WORK ITEM:
Every entry below must be copied exactly, with nothing left out.

★ ★ ★

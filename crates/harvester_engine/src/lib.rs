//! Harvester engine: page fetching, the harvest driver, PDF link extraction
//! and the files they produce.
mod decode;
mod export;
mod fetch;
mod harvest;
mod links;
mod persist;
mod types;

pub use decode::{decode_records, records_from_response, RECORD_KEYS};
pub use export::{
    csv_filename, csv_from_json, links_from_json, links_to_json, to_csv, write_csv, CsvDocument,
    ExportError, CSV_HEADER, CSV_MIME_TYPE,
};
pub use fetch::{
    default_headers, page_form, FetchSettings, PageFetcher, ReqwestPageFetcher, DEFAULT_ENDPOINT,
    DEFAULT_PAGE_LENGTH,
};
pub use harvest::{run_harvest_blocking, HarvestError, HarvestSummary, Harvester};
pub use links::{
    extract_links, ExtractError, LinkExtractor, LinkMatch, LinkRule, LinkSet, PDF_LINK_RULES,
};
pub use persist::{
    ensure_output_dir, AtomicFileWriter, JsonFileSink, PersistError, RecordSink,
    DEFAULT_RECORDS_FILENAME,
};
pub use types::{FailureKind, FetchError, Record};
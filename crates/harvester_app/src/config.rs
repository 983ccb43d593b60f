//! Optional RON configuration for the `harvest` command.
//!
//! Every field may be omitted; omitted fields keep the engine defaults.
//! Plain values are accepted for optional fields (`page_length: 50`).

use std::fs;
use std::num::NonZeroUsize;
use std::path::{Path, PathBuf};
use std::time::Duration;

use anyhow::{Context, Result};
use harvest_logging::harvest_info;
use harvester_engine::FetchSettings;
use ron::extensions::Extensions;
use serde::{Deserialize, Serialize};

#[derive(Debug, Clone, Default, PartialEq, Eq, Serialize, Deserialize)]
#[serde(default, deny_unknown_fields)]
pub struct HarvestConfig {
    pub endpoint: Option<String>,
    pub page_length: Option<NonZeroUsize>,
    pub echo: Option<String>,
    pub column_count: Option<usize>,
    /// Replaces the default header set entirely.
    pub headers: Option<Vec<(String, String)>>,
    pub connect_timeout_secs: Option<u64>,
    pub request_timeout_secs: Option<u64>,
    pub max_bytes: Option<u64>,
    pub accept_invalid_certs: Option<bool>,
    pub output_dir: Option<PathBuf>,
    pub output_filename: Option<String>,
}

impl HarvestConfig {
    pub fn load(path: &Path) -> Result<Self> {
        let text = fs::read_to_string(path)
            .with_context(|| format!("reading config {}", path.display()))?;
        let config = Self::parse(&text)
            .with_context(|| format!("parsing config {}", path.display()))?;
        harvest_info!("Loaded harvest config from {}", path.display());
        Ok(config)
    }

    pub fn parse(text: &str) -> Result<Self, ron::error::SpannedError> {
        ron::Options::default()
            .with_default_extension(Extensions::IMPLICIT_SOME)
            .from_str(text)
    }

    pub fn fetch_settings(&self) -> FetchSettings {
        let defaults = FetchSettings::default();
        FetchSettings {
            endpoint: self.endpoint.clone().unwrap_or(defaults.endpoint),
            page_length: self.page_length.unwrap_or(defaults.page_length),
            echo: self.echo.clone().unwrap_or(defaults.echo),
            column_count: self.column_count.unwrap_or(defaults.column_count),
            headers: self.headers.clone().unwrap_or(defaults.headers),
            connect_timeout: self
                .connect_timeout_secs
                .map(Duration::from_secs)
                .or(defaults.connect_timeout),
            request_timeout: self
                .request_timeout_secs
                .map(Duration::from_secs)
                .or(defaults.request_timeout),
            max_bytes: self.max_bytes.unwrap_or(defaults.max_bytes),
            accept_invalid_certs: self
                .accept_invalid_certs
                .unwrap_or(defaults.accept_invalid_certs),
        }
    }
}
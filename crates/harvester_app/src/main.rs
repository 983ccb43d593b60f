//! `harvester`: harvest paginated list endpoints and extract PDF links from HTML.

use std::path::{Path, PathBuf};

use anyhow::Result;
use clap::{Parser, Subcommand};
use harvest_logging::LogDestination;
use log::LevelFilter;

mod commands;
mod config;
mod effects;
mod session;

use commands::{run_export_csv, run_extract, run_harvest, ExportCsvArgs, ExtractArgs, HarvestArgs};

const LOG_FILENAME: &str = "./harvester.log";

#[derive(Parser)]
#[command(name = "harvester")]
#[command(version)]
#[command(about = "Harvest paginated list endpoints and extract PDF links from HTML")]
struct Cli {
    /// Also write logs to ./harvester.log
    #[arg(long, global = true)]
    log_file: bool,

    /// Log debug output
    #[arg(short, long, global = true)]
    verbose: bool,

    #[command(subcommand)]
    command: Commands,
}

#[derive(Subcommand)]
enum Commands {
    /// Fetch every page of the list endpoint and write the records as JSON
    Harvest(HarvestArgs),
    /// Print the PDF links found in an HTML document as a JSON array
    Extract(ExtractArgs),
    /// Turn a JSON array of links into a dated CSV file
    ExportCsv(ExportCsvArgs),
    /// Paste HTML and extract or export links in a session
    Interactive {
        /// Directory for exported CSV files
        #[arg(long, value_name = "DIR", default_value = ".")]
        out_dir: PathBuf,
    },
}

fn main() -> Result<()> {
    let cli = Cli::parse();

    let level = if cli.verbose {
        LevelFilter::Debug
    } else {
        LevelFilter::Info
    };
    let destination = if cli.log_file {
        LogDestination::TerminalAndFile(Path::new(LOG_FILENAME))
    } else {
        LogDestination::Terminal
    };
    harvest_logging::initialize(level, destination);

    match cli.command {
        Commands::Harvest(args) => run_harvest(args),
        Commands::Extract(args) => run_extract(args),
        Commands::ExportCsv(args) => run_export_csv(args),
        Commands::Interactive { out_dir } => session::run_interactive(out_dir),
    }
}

★ ★ ★

SOLVED EXERCISE:
filename crates/harvester_engine/src/lib.rs
//! Harvester engine: page fetching, the harvest driver, PDF link extraction
//! and the files they produce.
mod decode;
mod export;
mod fetch;
mod harvest;
mod links;
mod persist;
mod types;

pub use decode::{decode_records, records_from_response, RECORD_KEYS};
pub use export::{
    csv_filename, csv_from_json, links_from_json, links_to_json, to_csv, write_csv, CsvDocument,
    ExportError, CSV_HEADER, CSV_MIME_TYPE,
};
pub use fetch::{
    default_headers, page_form, FetchSettings, PageFetcher, ReqwestPageFetcher, DEFAULT_ENDPOINT,
    DEFAULT_PAGE_LENGTH,
};
pub use harvest::{run_harvest_blocking, HarvestError, HarvestSummary, Harvester};
pub use links::{
    extract_links, ExtractError, LinkExtractor, LinkMatch, LinkRule, LinkSet, PDF_LINK_RULES,
};
pub use persist::{
    ensure_output_dir, AtomicFileWriter, JsonFileSink, PersistError, RecordSink,
    DEFAULT_RECORDS_FILENAME,
};
pub use types::{FailureKind, FetchError, Record};
filename crates/harvester_app/src/config.rs
repository 983ccb43d593b60f
//! Optional RON configuration for the `harvest` command.
//!
//! Every field may be omitted; omitted fields keep the engine defaults.
//! Plain values are accepted for optional fields (`page_length: 50`).

use std::fs;
use std::num::NonZeroUsize;
use std::path::{Path, PathBuf};
use std::time::Duration;

use anyhow::{Context, Result};
use harvest_logging::harvest_info;
use harvester_engine::FetchSettings;
use ron::extensions::Extensions;
use serde::{Deserialize, Serialize};

#[derive(Debug, Clone, Default, PartialEq, Eq, Serialize, Deserialize)]
#[serde(default, deny_unknown_fields)]
pub struct HarvestConfig {
    pub endpoint: Option<String>,
    pub page_length: Option<NonZeroUsize>,
    pub echo: Option<String>,
    pub column_count: Option<usize>,
    /// Replaces the default header set entirely.
    pub headers: Option<Vec<(String, String)>>,
    pub connect_timeout_secs: Option<u64>,
    pub request_timeout_secs: Option<u64>,
    pub max_bytes: Option<u64>,
    pub accept_invalid_certs: Option<bool>,
    pub output_dir: Option<PathBuf>,
    pub output_filename: Option<String>,
}

impl HarvestConfig {
    pub fn load(path: &Path) -> Result<Self> {
        let text = fs::read_to_string(path)
            .with_context(|| format!("reading config {}", path.display()))?;
        let config = Self::parse(&text)
            .with_context(|| format!("parsing config {}", path.display()))?;
        harvest_info!("Loaded harvest config from {}", path.display());
        Ok(config)
    }

    pub fn parse(text: &str) -> Result<Self, ron::error::SpannedError> {
        ron::Options::default()
            .with_default_extension(Extensions::IMPLICIT_SOME)
            .from_str(text)
    }

    pub fn fetch_settings(&self) -> FetchSettings {
        let defaults = FetchSettings::default();
        FetchSettings {
            endpoint: self.endpoint.clone().unwrap_or(defaults.endpoint),
            page_length: self.page_length.unwrap_or(defaults.page_length),
            echo: self.echo.clone().unwrap_or(defaults.echo),
            column_count: self.column_count.unwrap_or(defaults.column_count),
            headers: self.headers.clone().unwrap_or(defaults.headers),
            connect_timeout: self
                .connect_timeout_secs
                .map(Duration::from_secs)
                .or(defaults.connect_timeout),
            request_timeout: self
                .request_timeout_secs
                .map(Duration::from_secs)
                .or(defaults.request_timeout),
            max_bytes: self.max_bytes.unwrap_or(defaults.max_bytes),
            accept_invalid_certs: self
                .accept_invalid_certs
                .unwrap_or(defaults.accept_invalid_certs),
        }
    }
}
filename crates/harvester_app/src/main.rs
repository 983ccb43d593b60f
//! `harvester`: harvest paginated list endpoints and extract PDF links from HTML.

use std::path::{Path, PathBuf};

use anyhow::Result;
use clap::{Parser, Subcommand};
use harvest_logging::LogDestination;
use log::LevelFilter;

mod commands;
mod config;
mod effects;
mod session;

use commands::{run_export_csv, run_extract, run_harvest, ExportCsvArgs, ExtractArgs, HarvestArgs};

const LOG_FILENAME: &str = "./harvester.log";

#[derive(Parser)]
#[command(name = "harvester")]
#[command(version)]
#[command(about = "Harvest paginated list endpoints and extract PDF links from HTML")]
struct Cli {
    /// Also write logs to ./harvester.log
    #[arg(long, global = true)]
    log_file: bool,

    /// Log debug output
    #[arg(short, long, global = true)]
    verbose: bool,

    #[command(subcommand)]
    command: Commands,
}

#[derive(Subcommand)]
enum Commands {
    /// Fetch every page of the list endpoint and write the records as JSON
    Harvest(HarvestArgs),
    /// Print the PDF links found in an HTML document as a JSON array
    Extract(ExtractArgs),
    /// Turn a JSON array of links into a dated CSV file
    ExportCsv(ExportCsvArgs),
    /// Paste HTML and extract or export links in a session
    Interactive {
        /// Directory for exported CSV files
        #[arg(long, value_name = "DIR", default_value = ".")]
        out_dir: PathBuf,
    },
}

fn main() -> Result<()> {
    let cli = Cli::parse();

    let level = if cli.verbose {
        LevelFilter::Debug
    } else {
        LevelFilter::Info
    };
    let destination = if cli.log_file {
        LogDestination::TerminalAndFile(Path::new(LOG_FILENAME))
    } else {
        LogDestination::Terminal
    };
    harvest_logging::initialize(level, destination);

    match cli.command {
        Commands::Harvest(args) => run_harvest(args),
        Commands::Extract(args) => run_extract(args),
        Commands::ExportCsv(args) => run_export_csv(args),
        Commands::Interactive { out_dir } => session::run_interactive(out_dir),
    }
}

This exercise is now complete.